What is needed
Which lines of the records below contain the word "impl"? Report each of them in full.

Data

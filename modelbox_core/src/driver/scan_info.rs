//! Persisted record of a driver scan.
//!
//! The cold-scan child writes the manifest; the trusted parent later rebuilds
//! its driver list from it without executing any plugin code. Validity across
//! restarts hinges on the check code (a digest over the accumulated plugin
//! mtime sum) together with the dynamic-linker cache timestamp.

use crate::error::{DriverError, DriverResult};
use chrono::Local;
use serde::{Deserialize, Serialize};
use sha2::{Digest, Sha256};
use std::io::{BufReader, BufWriter, Write};
use std::path::{Path, PathBuf};

/// On-disk manifest of one completed scan.
#[derive(Debug, Clone, Serialize, Deserialize)]
pub struct ScanInfo {
    /// Modification seconds of the dynamic-linker cache at scan time
    pub ld_cache_time: i64,

    /// Digest over the accumulated plugin mtime sum
    pub check_code: String,

    /// Human-readable date of the scan
    pub version_record: String,

    /// One entry per probed file
    pub scan_drivers: Vec<ScanDriverEntry>,
}

/// A probed file: either a full descriptor or a recorded failure.
#[derive(Debug, Clone, Serialize, Deserialize)]
#[serde(untagged)]
pub enum ScanDriverEntry {
    Success {
        class: String,
        #[serde(rename = "type")]
        driver_type: String,
        name: String,
        description: String,
        version: String,
        file_path: PathBuf,
        no_delete: bool,
        global: bool,
        deep_bind: bool,
        load_success: bool,
    },
    Failure {
        file_path: PathBuf,
        err_msg: String,
        load_success: bool,
    },
}

impl ScanInfo {
    pub fn read(path: &Path) -> DriverResult<Self> {
        let file = std::fs::File::open(path).map_err(|err| {
            DriverError::Fault(format!("open {} for read failed: {}", path.display(), err))
        })?;
        serde_json::from_reader(BufReader::new(file)).map_err(Into::into)
    }

    pub fn write(&self, path: &Path) -> DriverResult<()> {
        let file = std::fs::File::create(path).map_err(|err| {
            DriverError::Fault(format!("open {} for write failed: {}", path.display(), err))
        })?;
        let mut writer = BufWriter::new(file);
        serde_json::to_writer(&mut writer, self)?;
        writer.flush()?;
        Ok(())
    }
}

/// Stable digest over the accumulated mtime sum.
pub(crate) fn generate_check_code(mtime_sum: i64) -> String {
    let mut hasher = Sha256::new();
    hasher.update(mtime_sum.to_string().as_bytes());
    format!("{:x}", hasher.finalize())
}

pub(crate) fn version_record_now() -> String {
    Local::now().format("%a %b %e %H:%M:%S %Y").to_string()
}

#[cfg(test)]
mod tests {
    use super::*;
    use tempfile::TempDir;

    fn sample() -> ScanInfo {
        ScanInfo {
            ld_cache_time: 1690000000,
            check_code: generate_check_code(42),
            version_record: version_record_now(),
            scan_drivers: vec![
                ScanDriverEntry::Success {
                    class: "cpu".to_string(),
                    driver_type: "x".to_string(),
                    name: "alpha".to_string(),
                    description: "demo".to_string(),
                    version: "1.0.0".to_string(),
                    file_path: PathBuf::from("/p/libmodelbox-alpha.so"),
                    no_delete: false,
                    global: false,
                    deep_bind: true,
                    load_success: true,
                },
                ScanDriverEntry::Failure {
                    file_path: PathBuf::from("/p/libmodelbox-broken.so"),
                    err_msg: "invalid: dlopen failed".to_string(),
                    load_success: false,
                },
            ],
        }
    }

    #[test]
    fn manifest_round_trips_through_disk() {
        let dir = TempDir::new().unwrap();
        let path = dir.path().join("scan-info.json");

        let info = sample();
        info.write(&path).unwrap();
        let read = ScanInfo::read(&path).unwrap();

        assert_eq!(read.ld_cache_time, info.ld_cache_time);
        assert_eq!(read.check_code, info.check_code);
        assert_eq!(read.scan_drivers.len(), 2);
        assert!(matches!(
            read.scan_drivers[0],
            ScanDriverEntry::Success { ref name, .. } if name == "alpha"
        ));
        assert!(matches!(
            read.scan_drivers[1],
            ScanDriverEntry::Failure { ref err_msg, .. } if err_msg.contains("dlopen")
        ));
    }

    #[test]
    fn entry_variant_follows_field_shape() {
        let json = r#"{
            "ld_cache_time": 0,
            "check_code": "c",
            "version_record": "d",
            "scan_drivers": [
                {"file_path": "/p/x.so", "err_msg": "boom", "load_success": false}
            ]
        }"#;
        let info: ScanInfo = serde_json::from_str(json).unwrap();
        assert!(matches!(info.scan_drivers[0], ScanDriverEntry::Failure { .. }));
    }

    #[test]
    fn read_missing_file_is_fault() {
        let err = ScanInfo::read(Path::new("/nonexistent/scan-info.json")).unwrap_err();
        assert!(matches!(err, DriverError::Fault(_)));
    }

    #[test]
    fn check_code_is_stable_and_collision_visible() {
        assert_eq!(generate_check_code(42), generate_check_code(42));
        assert_ne!(generate_check_code(42), generate_check_code(43));
        assert_eq!(generate_check_code(0).len(), 64);
    }
}
//! Virtual-class driver plugin fixture for the registry test suite.
//!
//! Its factory satisfies the manager capability set and enumerates one
//! synthetic driver per scan, which the registry absorbs like any other
//! virtual driver.

use modelbox_core::{
    Driver, DriverDesc, DriverFactory, DriverResult, Drivers, VirtualDriverManager,
    DRIVER_CLASS_VIRTUAL,
};
use std::any::Any;
use std::path::PathBuf;
use std::sync::{Arc, Mutex};

struct VirtualUnitManager {
    drivers: Mutex<Vec<Arc<Driver>>>,
}

impl DriverFactory for VirtualUnitManager {
    fn as_any(&self) -> &dyn Any {
        self
    }

    fn as_virtual_driver_manager(&self) -> Option<&dyn VirtualDriverManager> {
        Some(self)
    }
}

impl VirtualDriverManager for VirtualUnitManager {
    fn init(&self, _drivers: &Drivers) -> DriverResult<()> {
        Ok(())
    }

    fn scan(&self, dirs: &[PathBuf]) -> DriverResult<()> {
        let mut desc = DriverDesc::default();
        desc.set_class("unit-virtual");
        desc.set_type("cpu");
        desc.set_name("virtual-unit-driver");
        desc.set_description("synthetic driver enumerated by the virtual fixture");
        let _ = desc.set_version("1.0.0");
        if let Some(dir) = dirs.first() {
            desc.set_file_path(dir.join("libmodelbox-virtual-unit.so"));
        }

        let driver = Arc::new(Driver::new(desc));
        driver.set_virtual(true);
        self.drivers.lock().unwrap().push(driver);
        Ok(())
    }

    fn drivers(&self) -> Vec<Arc<Driver>> {
        self.drivers.lock().unwrap().clone()
    }
}

#[no_mangle]
#[allow(improper_ctypes_definitions)]
pub extern "C" fn DriverDescription(desc: *mut DriverDesc) {
    let desc = unsafe { &mut *desc };
    desc.set_class(DRIVER_CLASS_VIRTUAL);
    desc.set_type("virtual");
    desc.set_name("virtual-unit");
    desc.set_description("virtual driver fixture for registry tests");
    let _ = desc.set_version("1.0.0");
}

#[no_mangle]
#[allow(improper_ctypes_definitions)]
pub extern "C" fn CreateDriverFactory() -> Box<dyn DriverFactory> {
    Box::new(VirtualUnitManager {
        drivers: Mutex::new(Vec::new()),
    })
}
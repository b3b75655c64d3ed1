//! Process-wide bookkeeping for open dynamic-library handles.
//!
//! A single shared object may back several driver records, and the dynamic
//! loader hands out the same handle for each open. The table keeps one entry
//! per distinct handle with two counts: how many outstanding opens the
//! registry holds (`handle_refcnt`) and how many successful initializations
//! the entry has seen (the `init` count). The map lock and the per-entry init
//! lock are never held at the same time: callers read the entry `Arc` under
//! the map lock, release it, and only then take the init lock.

use lazy_static::lazy_static;
use parking_lot::Mutex;
use std::collections::HashMap;
use std::os::raw::c_void;
use std::sync::atomic::{AtomicU32, Ordering};
use std::sync::Arc;

/// Opaque identity of a library handle returned by the dynamic loader.
#[derive(Debug, Clone, Copy, PartialEq, Eq, Hash)]
pub(crate) struct RawHandle(pub(crate) *mut c_void);

// The handle is an opaque token; the loader serializes all mutation of the
// library state behind it.
unsafe impl Send for RawHandle {}
unsafe impl Sync for RawHandle {}

/// Per-handle entry: open count plus init count under its own lock.
#[derive(Debug, Default)]
pub(crate) struct DriverHandlerInfo {
    handle_refcnt: AtomicU32,

    /// Guards the init count and the `DriverInit`/`DriverFini` call sites.
    pub(crate) init: Mutex<u32>,
}

impl DriverHandlerInfo {
    fn inc_handle_refcnt(&self) -> u32 {
        self.handle_refcnt.fetch_add(1, Ordering::SeqCst) + 1
    }

    fn dec_handle_refcnt(&self) -> u32 {
        self.handle_refcnt.fetch_sub(1, Ordering::SeqCst) - 1
    }

    pub(crate) fn handle_refcnt(&self) -> u32 {
        self.handle_refcnt.load(Ordering::SeqCst)
    }
}

/// Table of open library handles, keyed by handle identity.
#[derive(Debug, Default)]
pub(crate) struct DriverHandler {
    map: Mutex<HashMap<RawHandle, Arc<DriverHandlerInfo>>>,
}

lazy_static! {
    static ref HANDLER: DriverHandler = DriverHandler::default();
}

impl DriverHandler {
    /// The process-wide table used by the driver lifecycle.
    pub(crate) fn global() -> &'static DriverHandler {
        &HANDLER
    }

    /// An isolated table for tests.
    #[cfg(test)]
    pub(crate) fn new() -> Self {
        Self::default()
    }

    /// Register one more open of `handle`, creating the entry on first use.
    pub(crate) fn add(&self, handle: RawHandle) -> Arc<DriverHandlerInfo> {
        let mut map = self.map.lock();
        let info = map
            .entry(handle)
            .or_insert_with(|| Arc::new(DriverHandlerInfo::default()))
            .clone();
        info.inc_handle_refcnt();
        info
    }

    pub(crate) fn get(&self, handle: RawHandle) -> Option<Arc<DriverHandlerInfo>> {
        self.map.lock().get(&handle).cloned()
    }

    /// Drop one open of `handle`; the entry is erased with the last one.
    pub(crate) fn remove(&self, handle: RawHandle) {
        let mut map = self.map.lock();
        let info = map
            .get(&handle)
            .expect("handle entry must exist until its last user removes it");
        if info.dec_handle_refcnt() == 0 {
            map.remove(&handle);
        }
    }
}
//! # ModelBox core
//!
//! Core runtime pieces of the modelbox dataflow system. The crate currently
//! hosts the dynamic driver registry: discovery, validation, and lifecycle of
//! the shared-object plugins the runtime instantiates components from.
//!
//! ## Quick start
//!
//! ```rust,no_run
//! use modelbox_core::{Drivers, RuntimeConfig};
//! use std::sync::Arc;
//!
//! # fn main() -> modelbox_core::DriverResult<()> {
//! let config = RuntimeConfig::from_yaml("driver:\n  dir: [/opt/modelbox/drivers]")?;
//! let drivers = Drivers::global();
//! drivers.initialize(Arc::new(config))?;
//! drivers.scan()?;
//!
//! if let Some(driver) = drivers.get_driver("cpu", "flowunit", "resize", "") {
//!     let factory = driver.create_factory()?;
//!     // hand the factory to the component builder
//!     drop(factory);
//! }
//! # Ok(())
//! # }
//! ```

pub mod config;
pub mod driver;
pub mod error;
pub(crate) mod utils;

pub use config::{DriverConfig, RuntimeConfig};
pub use driver::{
    Driver, DriverDesc, DriverFactory, DriverFactoryHandle, Drivers, ForkRunner, InlineRunner,
    ScanDriverEntry, ScanInfo, SubprocessRunner, VirtualDriverManager, DEFAULT_DRIVER_PATH,
    DEFAULT_LD_CACHE, DEFAULT_SCAN_INFO, DRIVER_CLASS_VIRTUAL, DRIVER_FILE_FILTER,
};
pub use error::{DriverError, DriverResult};
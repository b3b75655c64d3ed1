//! Unified error handling for the driver registry.
//!
//! Every fallible registry operation returns [`DriverResult`]; the error side
//! carries one of the status kinds shared across the subsystem.

use thiserror::Error;

/// Status kinds used by the registry core
#[derive(Debug, Error)]
pub enum DriverError {
    /// Bad input or dynamic-loader error
    #[error("invalid: {0}")]
    Invalid(String),

    /// No matching driver or file
    #[error("not found: {0}")]
    NotFound(String),

    /// A required plugin symbol is missing
    #[error("not supported: {0}")]
    NotSupported(String),

    /// Malformed descriptor or version string
    #[error("bad config: {0}")]
    BadConfig(String),

    /// Duplicate driver identity
    #[error("already exists: {0}")]
    Exist(String),

    /// I/O or subprocess failure
    #[error("fault: {0}")]
    Fault(String),
}

/// Convenience type alias for Results using DriverError
pub type DriverResult<T> = std::result::Result<T, DriverError>;

impl From<std::io::Error> for DriverError {
    fn from(err: std::io::Error) -> Self {
        DriverError::Fault(err.to_string())
    }
}

impl From<serde_json::Error> for DriverError {
    fn from(err: serde_json::Error) -> Self {
        DriverError::Fault(format!("json error: {}", err))
    }
}

impl From<serde_yaml::Error> for DriverError {
    fn from(err: serde_yaml::Error) -> Self {
        DriverError::BadConfig(format!("yaml error: {}", err))
    }
}

impl DriverError {
    /// Create an invalid-input error
    pub fn invalid<S: Into<String>>(msg: S) -> Self {
        DriverError::Invalid(msg.into())
    }

    /// Create a not-found error
    pub fn not_found<S: Into<String>>(msg: S) -> Self {
        DriverError::NotFound(msg.into())
    }

    /// Create a bad-config error
    pub fn bad_config<S: Into<String>>(msg: S) -> Self {
        DriverError::BadConfig(msg.into())
    }

    /// Create a fault error
    pub fn fault<S: Into<String>>(msg: S) -> Self {
        DriverError::Fault(msg.into())
    }
}
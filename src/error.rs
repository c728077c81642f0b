/// Errors raised by lookups, poster downloads and input handling.
///
/// Every variant ends up as a one-line status message; none of them is
/// allowed to escape a worker thread or the console flow.
#[derive(thiserror::Error, Debug)]
pub enum AppError {
    #[error("Network error: {0}")]
    Network(#[from] reqwest::Error),

    #[error("HTTP {status} from {url}")]
    HttpStatus { status: u16, url: String },

    #[error("Provider error: {0}")]
    Provider(String),

    #[error("Not found: {0}")]
    NotFound(String),

    #[error("Malformed response: {0}")]
    Parse(#[from] serde_json::Error),

    #[error("Image decode error: {0}")]
    Decode(#[from] image::ImageError),

    #[error("Invalid input: {0}")]
    InvalidInput(String),

    #[error("I/O error: {0}")]
    Io(#[from] std::io::Error),
}

pub type AppResult<T> = Result<T, AppError>;
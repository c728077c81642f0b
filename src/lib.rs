//! Movie search and rating lookup
//!
//! Everything except the GTK view lives here so it can be exercised without
//! a display: provider access, display derivations, poster decoding, the
//! UI-thread state machine and the background worker pool.

pub mod catalog;
pub mod config;
pub mod console;
pub mod details;
pub mod error;
pub mod models;
pub mod poster;
pub mod provider;
pub mod search;
pub mod state;
pub mod worker;

#[cfg(test)]
mod testing;

pub use error::{AppError, AppResult};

The answer
impl ScanInfo {
impl DriverFactory for VirtualUnitManager {
impl VirtualDriverManager for VirtualUnitManager {
unsafe impl Send for RawHandle {}
unsafe impl Sync for RawHandle {}
impl DriverHandlerInfo {
impl DriverHandler {
impl From<std::io::Error> for DriverError {
impl From<serde_json::Error> for DriverError {
impl From<serde_yaml::Error> for DriverError {
impl DriverError {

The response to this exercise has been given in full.